*REQUIREMENT*
In the data below, which lines hold the word "every"? Copy them.

*DATASET RECORDS*

//! Strata Server - live class graph sessions
//!
//! This crate owns a session (ingested tables plus the derived graph) and
//! serves it over WebSocket:
//! - One event loop is the only writer; every event is merged and the graph
//!   rebuilt under a single write lock
//! - Renderers receive a full snapshot on connect and after every rebuild
//! - Indexers push events as text frames, or drop JSON files into a watched
//!   directory

use thiserror::Error;

mod session;
pub mod sync_server;

pub use session::{BroadcastMessage, GraphUpdatePayload, ProgressPayload, Session, SessionState};
pub use sync_server::{ClientMessage, SyncServer, SyncServerConfig};

/// Errors raised while serving a session.
#[derive(Error, Debug)]
pub enum ServerError {
    #[error("I/O error: {0}")]
    Io(#[from] std::io::Error),

    #[error("WebSocket error: {0}")]
    WebSocket(#[from] tokio_tungstenite::tungstenite::Error),

    #[error("JSON error: {0}")]
    Json(#[from] serde_json::Error),

    #[error("Failed to read events: {0}")]
    Ingest(#[from] strata_core::IngestError),

    #[error("Watch error: {0}")]
    Watch(#[from] notify::Error),

    #[error("Sync server is already running")]
    AlreadyRunning,
}

pub type Result<T> = std::result::Result<T, ServerError>;
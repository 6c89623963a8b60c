//! Class nodes as handed to the renderer.

use serde::{Deserialize, Serialize};

/// Pixel position of a node's anchor.
#[derive(Debug, Clone, Copy, Default, PartialEq, Serialize, Deserialize)]
pub struct Position {
    pub x: f64,
    pub y: f64,
}

impl Position {
    pub fn new(x: f64, y: f64) -> Self {
        Self { x, y }
    }
}

/// A function declared inside a class.
#[derive(Debug, Clone, PartialEq, Eq, Serialize, Deserialize)]
#[serde(rename_all = "camelCase")]
pub struct MethodSummary {
    pub name: String,
    #[serde(default, skip_serializing_if = "Option::is_none")]
    pub return_type: Option<String>,
}

/// An object (field, member variable) declared inside a class.
#[derive(Debug, Clone, PartialEq, Eq, Serialize, Deserialize)]
#[serde(rename_all = "camelCase")]
pub struct ObjectSummary {
    pub name: String,
    #[serde(default, skip_serializing_if = "Option::is_none")]
    pub type_name: Option<String>,
}

/// One class in the graph.
///
/// `id` is `"{file}-{tag index}"` of the declaring tag, so it is stable across
/// rebuilds as long as the indexer keeps the tag at the same position.
#[derive(Debug, Clone, PartialEq, Serialize, Deserialize)]
#[serde(rename_all = "camelCase")]
pub struct GraphNode {
    pub id: String,
    pub display_name: String,
    pub methods: Vec<MethodSummary>,
    pub objects: Vec<ObjectSummary>,
    pub position: Position,

    /// Path of the declaring file, when the indexer sent the file list.
    #[serde(default, skip_serializing_if = "Option::is_none")]
    pub file: Option<String>,
}

impl GraphNode {
    pub fn new(id: impl Into<String>, display_name: impl Into<String>) -> Self {
        Self {
            id: id.into(),
            display_name: display_name.into(),
            methods: Vec::new(),
            objects: Vec::new(),
            position: Position::default(),
            file: None,
        }
    }

    pub fn with_file(mut self, file: Option<String>) -> Self {
        self.file = file;
        self
    }
}
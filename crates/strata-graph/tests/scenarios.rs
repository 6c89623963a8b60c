//! End-to-end checks from indexer events to positioned snapshots.

use std::collections::HashSet;
use strata_core::{IndexerEvent, ProjectState};
use strata_graph::{LayoutConfig, Rebuild};

fn ingest(json: &str) -> ProjectState {
    let mut state = ProjectState::new();
    for event in IndexerEvent::batch_from_json(json).unwrap() {
        state.apply(event);
    }
    state
}

const ZOO: &str = r#"{
    "event": "project_structure",
    "payload": {
        "files": ["zoo.cpp", "farm.cpp"],
        "imports": {"1": [0]},
        "tags": {
            "0": [
                {"Class": {"name": "Animal", "parents": []}},
                {"Function": {"name": "eat"}},
                {"Class": {"name": "Dog", "parents": [{"Connected": [0, 0]}]}},
                {"Object": {"name": "legs", "class": {"DataType": 10}}},
                {"Class": {"name": "Cat", "parents": [
                    {"Connected": [0, 0]},
                    {"Undiscovered": "Pet"}
                ]}}
            ],
            "1": [
                {"Class": {"name": "Cow", "parents": [{"Connected": [0, 0]}]}},
                {"Class": {"name": "Calf", "parents": [
                    {"Connected": [1, 0]},
                    {"Connected": [0, 2]}
                ]}}
            ]
        },
        "containment": {
            "[0,0]": [[0, 1], [0, 3], [99, 0]],
            "[0,2]": [[0, 1]]
        }
    }
}"#;

#[test]
fn test_animal_dog_scenario() {
    let state = ingest(
        r#"{"event":"project_structure","payload":{
            "files": [],
            "imports": {},
            "tags": {"0": [
                {"Class": {"name": "Animal", "parents": []}},
                {"Class": {"name": "Dog", "parents": [{"Connected": [0, 0]}]}}
            ]},
            "containment": {}
        }}"#,
    );
    let rebuild = Rebuild::run(&state, &LayoutConfig::default());
    let snapshot = rebuild.snapshot();

    assert_eq!(snapshot.nodes.len(), 2);
    assert_eq!(snapshot.nodes[0].id, "0-0");
    assert_eq!(snapshot.nodes[0].display_name, "Animal");
    assert_eq!(snapshot.nodes[1].id, "0-1");
    assert_eq!(snapshot.nodes[1].display_name, "Dog");
    assert_eq!(snapshot.edges.len(), 1);
    assert_eq!(snapshot.edges[0].source, "0-0");
    assert_eq!(snapshot.edges[0].target, "0-1");

    assert_eq!(rebuild.layout.level_of("0-0"), Some(0));
    assert_eq!(rebuild.layout.level_of("0-1"), Some(1));
    assert_eq!(snapshot.nodes[0].position.x, 0.0);
    assert_eq!(snapshot.nodes[1].position.x, 0.0);
}

#[test]
fn test_three_siblings_scenario() {
    let state = ingest(
        r#"{"event":"project_structure","payload":{
            "tags": {"0": [
                {"Class": {"name": "Root", "parents": []}},
                {"Class": {"name": "A", "parents": [{"Connected": [0, 0]}]}},
                {"Class": {"name": "B", "parents": [{"Connected": [0, 0]}]}},
                {"Class": {"name": "C", "parents": [{"Connected": [0, 0]}]}}
            ]}
        }}"#,
    );
    let rebuild = Rebuild::run(&state, &LayoutConfig::default());
    let snapshot = rebuild.snapshot();

    let xs: Vec<f64> = snapshot.nodes[1..].iter().map(|n| n.position.x).collect();
    assert_eq!(xs, vec![-250.0, 0.0, 250.0]);
    for node in &snapshot.nodes[1..] {
        assert_eq!(rebuild.layout.level_of(&node.id), Some(1));
        assert_eq!(node.position.y, 200.0);
    }
}

#[test]
fn test_members_and_dangling_child() {
    let state = ingest(ZOO);
    let rebuild = Rebuild::run(&state, &LayoutConfig::default());
    let animal = rebuild.graph.get_by_id("0-0").unwrap();

    assert_eq!(animal.methods.len(), 1);
    assert_eq!(animal.methods[0].name, "eat");
    assert_eq!(animal.objects.len(), 1);
    assert_eq!(animal.objects[0].type_name.as_deref(), Some("int"));
    assert_eq!(animal.file.as_deref(), Some("zoo.cpp"));
    assert_eq!(rebuild.diagnostics.len(), 1);

    let dog = rebuild.graph.get_by_id("0-2").unwrap();
    assert_eq!(dog.methods[0].name, "eat");
}

#[test]
fn test_graph_invariants() {
    let state = ingest(ZOO);
    let rebuild = Rebuild::run(&state, &LayoutConfig::default());
    let snapshot = rebuild.snapshot();

    let ids: HashSet<&str> = snapshot.nodes.iter().map(|n| n.id.as_str()).collect();
    assert_eq!(ids.len(), snapshot.nodes.len());
    assert_eq!(snapshot.nodes.len(), 5);
    assert_eq!(snapshot.edges.len(), 5);

    for edge in &snapshot.edges {
        assert!(ids.contains(edge.source.as_str()));
        assert!(ids.contains(edge.target.as_str()));
    }

    // Calf keeps its last parent, Dog, for layout.
    assert_eq!(rebuild.layout.level_of("0-2"), Some(1));
    assert_eq!(rebuild.layout.level_of("1-1"), Some(2));

    for level in rebuild.layout.levels() {
        let sum: f64 = level
            .iter()
            .map(|id| rebuild.layout.position_of(id).unwrap().x)
            .sum();
        assert!(sum.abs() < 1e-9);
    }
}

#[test]
fn test_rebuild_is_deterministic_and_idempotent() {
    let first = Rebuild::run(&ingest(ZOO), &LayoutConfig::default()).snapshot();

    let mut state = ingest(ZOO);
    for event in IndexerEvent::batch_from_json(ZOO).unwrap() {
        state.apply(event);
    }
    let second = Rebuild::run(&state, &LayoutConfig::default()).snapshot();

    assert_eq!(first, second);
}

#[test]
fn test_custom_spacing() {
    let config = LayoutConfig {
        node_spacing: 100.0,
        level_height: 80.0,
    };
    let rebuild = Rebuild::run(&ingest(ZOO), &config);

    let calf = rebuild.graph.get_by_id("1-1").unwrap();
    assert_eq!(calf.position.y, 160.0);
}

*WRITTEN ANSWER*
//! - One event loop is the only writer; every event is merged and the graph
//! - Renderers receive a full snapshot on connect and after every rebuild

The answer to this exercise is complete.